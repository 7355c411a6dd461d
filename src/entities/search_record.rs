//! One record schema shared by all three tables. The tables differ only in
//! retention policy, so statements are built from a single column set and a
//! table selector instead of three copy-pasted entity types.

use sea_orm::{DeriveIden, FromQueryResult};
use sea_orm::sea_query::Alias;

use crate::models::Product;

/// Column set for every search-record table.
#[derive(DeriveIden)]
pub enum SearchRecords {
    Id,
    Query,
    Title,
    Price,
    Rating,
    ReviewCount,
    ProductUrl,
    ImageUrl,
    Valid,
    Timestamp,
}

/// Selects which physical table an operation targets.
#[derive(Debug, Clone, Copy, PartialEq, Eq)]
pub enum StoreTable {
    /// Append-only archive of every scrape.
    Permanent,
    /// Cleared and repopulated on every live search.
    LiveScratch,
    /// Cleared and repopulated on every history request.
    HistoryScratch,
}

impl StoreTable {
    pub const ALL: [Self; 3] = [Self::Permanent, Self::LiveScratch, Self::HistoryScratch];

    #[must_use]
    pub const fn table_name(self) -> &'static str {
        match self {
            Self::Permanent => "search_records",
            Self::LiveScratch => "live_results",
            Self::HistoryScratch => "history_results",
        }
    }

    #[must_use]
    pub const fn timestamp_index_name(self) -> &'static str {
        match self {
            Self::Permanent => "idx_search_records_timestamp",
            Self::LiveScratch => "idx_live_results_timestamp",
            Self::HistoryScratch => "idx_history_results_timestamp",
        }
    }

    #[must_use]
    pub fn iden(self) -> Alias {
        Alias::new(self.table_name())
    }
}

/// Row as read back from any of the three tables.
#[derive(Debug, Clone, FromQueryResult)]
pub struct SearchRecordRow {
    pub id: i32,
    pub query: String,
    pub title: Option<String>,
    pub price: Option<f64>,
    pub rating: Option<f64>,
    pub review_count: Option<i64>,
    pub product_url: Option<String>,
    pub image_url: Option<String>,
    pub valid: bool,
    pub timestamp: String,
}

impl From<SearchRecordRow> for Product {
    fn from(row: SearchRecordRow) -> Self {
        Self {
            title: row.title.unwrap_or_default(),
            price: row.price,
            rating: row.rating,
            review_count: row.review_count,
            product_url: row.product_url,
            image_url: row.image_url,
            valid: row.valid,
            timestamp: row.timestamp,
        }
    }
}

#[cfg(test)]
mod tests {
    use super::*;

    #[test]
    fn table_names_are_distinct() {
        let names: std::collections::HashSet<_> =
            StoreTable::ALL.iter().map(|t| t.table_name()).collect();
        assert_eq!(names.len(), 3);
    }

    #[test]
    fn row_converts_to_product() {
        let row = SearchRecordRow {
            id: 1,
            query: "headphones".to_string(),
            title: Some("Over-Ear Headphones".to_string()),
            price: Some(49.99),
            rating: Some(4.2),
            review_count: Some(88),
            product_url: Some("https://www.amazon.com/dp/X".to_string()),
            image_url: Some("https://img/x.jpg".to_string()),
            valid: true,
            timestamp: "2026-01-01T00:00:00+00:00".to_string(),
        };

        let product = Product::from(row);
        assert_eq!(product.title, "Over-Ear Headphones");
        assert_eq!(product.price, Some(49.99));
        assert!(product.valid);
    }
}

------------------------------------------------------------------------

*What the exercise asks*
Output nothing but the number of lines in the data containing the string "static".

*Finished task*
2